What is needed is an exact printout of all the data.

(Items from a data source)

******

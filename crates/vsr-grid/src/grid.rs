use core::fmt;

#[cfg(feature = "serde")]
use serde::{Deserialize, Serialize};

#[derive(Debug, Clone, Copy, PartialEq, Eq, PartialOrd, Ord, Hash)]
#[cfg_attr(feature = "serde", derive(Serialize, Deserialize))]
pub struct Key {
    pub x: i32,
    pub y: i32,
}

impl Key {
    pub fn new(x: i32, y: i32) -> Self {
        Self { x, y }
    }

    pub fn translated(self, dx: i32, dy: i32) -> Self {
        Self::new(self.x + dx, self.y + dy)
    }

    /// Orthogonal neighbours in the fixed order N, E, S, W.
    pub fn neighbours(self) -> [Key; 4] {
        [
            self.translated(0, 1),
            self.translated(1, 0),
            self.translated(0, -1),
            self.translated(-1, 0),
        ]
    }
}

impl fmt::Display for Key {
    fn fmt(&self, f: &mut fmt::Formatter<'_>) -> fmt::Result {
        write!(f, "({},{})", self.x, self.y)
    }
}

/// Fixed-size `w × h` array of optional cells.
///
/// `y` grows upwards. Every iteration is x-major: all of column 0 bottom to
/// top, then column 1, and so on.
#[derive(Debug, Clone, PartialEq)]
#[cfg_attr(feature = "serde", derive(Serialize, Deserialize))]
pub struct Grid<T> {
    w: usize,
    h: usize,
    cells: Vec<Option<T>>,
}

impl<T> Grid<T> {
    pub fn new(w: usize, h: usize) -> Self {
        Self::from_fn(w, h, |_| None)
    }

    pub fn from_fn(w: usize, h: usize, mut f: impl FnMut(Key) -> Option<T>) -> Self {
        let mut cells = Vec::with_capacity(w * h);
        for y in 0..h {
            for x in 0..w {
                cells.push(f(Key::new(x as i32, y as i32)));
            }
        }
        Self { w, h, cells }
    }

    pub fn w(&self) -> usize {
        self.w
    }

    pub fn h(&self) -> usize {
        self.h
    }

    pub fn in_bounds(&self, key: Key) -> bool {
        key.x >= 0 && key.y >= 0 && (key.x as usize) < self.w && (key.y as usize) < self.h
    }

    fn idx(&self, key: Key) -> Option<usize> {
        if !self.in_bounds(key) {
            return None;
        }
        Some(key.y as usize * self.w + key.x as usize)
    }

    /// The value at `key`, or `None` if the cell is empty or out of bounds.
    pub fn get(&self, key: Key) -> Option<&T> {
        self.idx(key).and_then(|i| self.cells[i].as_ref())
    }

    pub fn get_mut(&mut self, key: Key) -> Option<&mut T> {
        let i = self.idx(key)?;
        self.cells[i].as_mut()
    }

    pub fn is_occupied(&self, key: Key) -> bool {
        self.get(key).is_some()
    }

    /// Store `value` at `key`, returning the previous value. Out-of-bounds
    /// writes are dropped.
    pub fn set(&mut self, key: Key, value: Option<T>) -> Option<T> {
        let i = self.idx(key)?;
        std::mem::replace(&mut self.cells[i], value)
    }

    pub fn keys(&self) -> impl Iterator<Item = Key> {
        let (w, h) = (self.w, self.h);
        (0..w).flat_map(move |x| (0..h).map(move |y| Key::new(x as i32, y as i32)))
    }

    /// Every cell, empty ones included.
    pub fn entries(&self) -> impl Iterator<Item = (Key, Option<&T>)> + '_ {
        self.keys().map(move |k| (k, self.get(k)))
    }

    /// Occupied cells only.
    pub fn occupied(&self) -> impl Iterator<Item = (Key, &T)> + '_ {
        self.keys().filter_map(move |k| self.get(k).map(|v| (k, v)))
    }

    pub fn values(&self) -> impl Iterator<Item = &T> + '_ {
        self.occupied().map(|(_, v)| v)
    }

    pub fn count(&self) -> usize {
        self.cells.iter().filter(|c| c.is_some()).count()
    }

    pub fn same_shape<U>(&self, other: &Grid<U>) -> bool {
        self.w == other.w && self.h == other.h
    }

    pub fn map<U>(&self, mut f: impl FnMut(Key, &T) -> Option<U>) -> Grid<U> {
        Grid::from_fn(self.w, self.h, |k| self.get(k).and_then(|v| f(k, v)))
    }
}

#[cfg(test)]
mod tests {
    use super::*;

    #[test]
    fn keys_are_x_major() {
        let grid: Grid<()> = Grid::new(2, 3);
        let keys: Vec<(i32, i32)> = grid.keys().map(|k| (k.x, k.y)).collect();
        assert_eq!(keys, vec![(0, 0), (0, 1), (0, 2), (1, 0), (1, 1), (1, 2)]);
    }

    #[test]
    fn out_of_bounds_is_empty() {
        let mut grid = Grid::from_fn(2, 2, |k| Some(k.x + k.y));
        assert_eq!(grid.get(Key::new(1, 1)), Some(&2));
        assert_eq!(grid.get(Key::new(-1, 0)), None);
        assert_eq!(grid.get(Key::new(0, 2)), None);
        assert_eq!(grid.set(Key::new(5, 5), Some(9)), None);
        assert_eq!(grid.count(), 4);
    }
}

******

### Task output
filename crates/vsr-grid/src/grid.rs
use core::fmt;

#[cfg(feature = "serde")]
use serde::{Deserialize, Serialize};

#[derive(Debug, Clone, Copy, PartialEq, Eq, PartialOrd, Ord, Hash)]
#[cfg_attr(feature = "serde", derive(Serialize, Deserialize))]
pub struct Key {
    pub x: i32,
    pub y: i32,
}

impl Key {
    pub fn new(x: i32, y: i32) -> Self {
        Self { x, y }
    }

    pub fn translated(self, dx: i32, dy: i32) -> Self {
        Self::new(self.x + dx, self.y + dy)
    }

    /// Orthogonal neighbours in the fixed order N, E, S, W.
    pub fn neighbours(self) -> [Key; 4] {
        [
            self.translated(0, 1),
            self.translated(1, 0),
            self.translated(0, -1),
            self.translated(-1, 0),
        ]
    }
}

impl fmt::Display for Key {
    fn fmt(&self, f: &mut fmt::Formatter<'_>) -> fmt::Result {
        write!(f, "({},{})", self.x, self.y)
    }
}

/// Fixed-size `w × h` array of optional cells.
///
/// `y` grows upwards. Every iteration is x-major: all of column 0 bottom to
/// top, then column 1, and so on.
#[derive(Debug, Clone, PartialEq)]
#[cfg_attr(feature = "serde", derive(Serialize, Deserialize))]
pub struct Grid<T> {
    w: usize,
    h: usize,
    cells: Vec<Option<T>>,
}

impl<T> Grid<T> {
    pub fn new(w: usize, h: usize) -> Self {
        Self::from_fn(w, h, |_| None)
    }

    pub fn from_fn(w: usize, h: usize, mut f: impl FnMut(Key) -> Option<T>) -> Self {
        let mut cells = Vec::with_capacity(w * h);
        for y in 0..h {
            for x in 0..w {
                cells.push(f(Key::new(x as i32, y as i32)));
            }
        }
        Self { w, h, cells }
    }

    pub fn w(&self) -> usize {
        self.w
    }

    pub fn h(&self) -> usize {
        self.h
    }

    pub fn in_bounds(&self, key: Key) -> bool {
        key.x >= 0 && key.y >= 0 && (key.x as usize) < self.w && (key.y as usize) < self.h
    }

    fn idx(&self, key: Key) -> Option<usize> {
        if !self.in_bounds(key) {
            return None;
        }
        Some(key.y as usize * self.w + key.x as usize)
    }

    /// The value at `key`, or `None` if the cell is empty or out of bounds.
    pub fn get(&self, key: Key) -> Option<&T> {
        self.idx(key).and_then(|i| self.cells[i].as_ref())
    }

    pub fn get_mut(&mut self, key: Key) -> Option<&mut T> {
        let i = self.idx(key)?;
        self.cells[i].as_mut()
    }

    pub fn is_occupied(&self, key: Key) -> bool {
        self.get(key).is_some()
    }

    /// Store `value` at `key`, returning the previous value. Out-of-bounds
    /// writes are dropped.
    pub fn set(&mut self, key: Key, value: Option<T>) -> Option<T> {
        let i = self.idx(key)?;
        std::mem::replace(&mut self.cells[i], value)
    }

    pub fn keys(&self) -> impl Iterator<Item = Key> {
        let (w, h) = (self.w, self.h);
        (0..w).flat_map(move |x| (0..h).map(move |y| Key::new(x as i32, y as i32)))
    }

    /// Every cell, empty ones included.
    pub fn entries(&self) -> impl Iterator<Item = (Key, Option<&T>)> + '_ {
        self.keys().map(move |k| (k, self.get(k)))
    }

    /// Occupied cells only.
    pub fn occupied(&self) -> impl Iterator<Item = (Key, &T)> + '_ {
        self.keys().filter_map(move |k| self.get(k).map(|v| (k, v)))
    }

    pub fn values(&self) -> impl Iterator<Item = &T> + '_ {
        self.occupied().map(|(_, v)| v)
    }

    pub fn count(&self) -> usize {
        self.cells.iter().filter(|c| c.is_some()).count()
    }

    pub fn same_shape<U>(&self, other: &Grid<U>) -> bool {
        self.w == other.w && self.h == other.h
    }

    pub fn map<U>(&self, mut f: impl FnMut(Key, &T) -> Option<U>) -> Grid<U> {
        Grid::from_fn(self.w, self.h, |k| self.get(k).and_then(|v| f(k, v)))
    }
}

#[cfg(test)]
mod tests {
    use super::*;

    #[test]
    fn keys_are_x_major() {
        let grid: Grid<()> = Grid::new(2, 3);
        let keys: Vec<(i32, i32)> = grid.keys().map(|k| (k.x, k.y)).collect();
        assert_eq!(keys, vec![(0, 0), (0, 1), (0, 2), (1, 0), (1, 1), (1, 2)]);
    }

    #[test]
    fn out_of_bounds_is_empty() {
        let mut grid = Grid::from_fn(2, 2, |k| Some(k.x + k.y));
        assert_eq!(grid.get(Key::new(1, 1)), Some(&2));
        assert_eq!(grid.get(Key::new(-1, 0)), None);
        assert_eq!(grid.get(Key::new(0, 2)), None);
        assert_eq!(grid.set(Key::new(5, 5), Some(9)), None);
        assert_eq!(grid.count(), 4);
    }
}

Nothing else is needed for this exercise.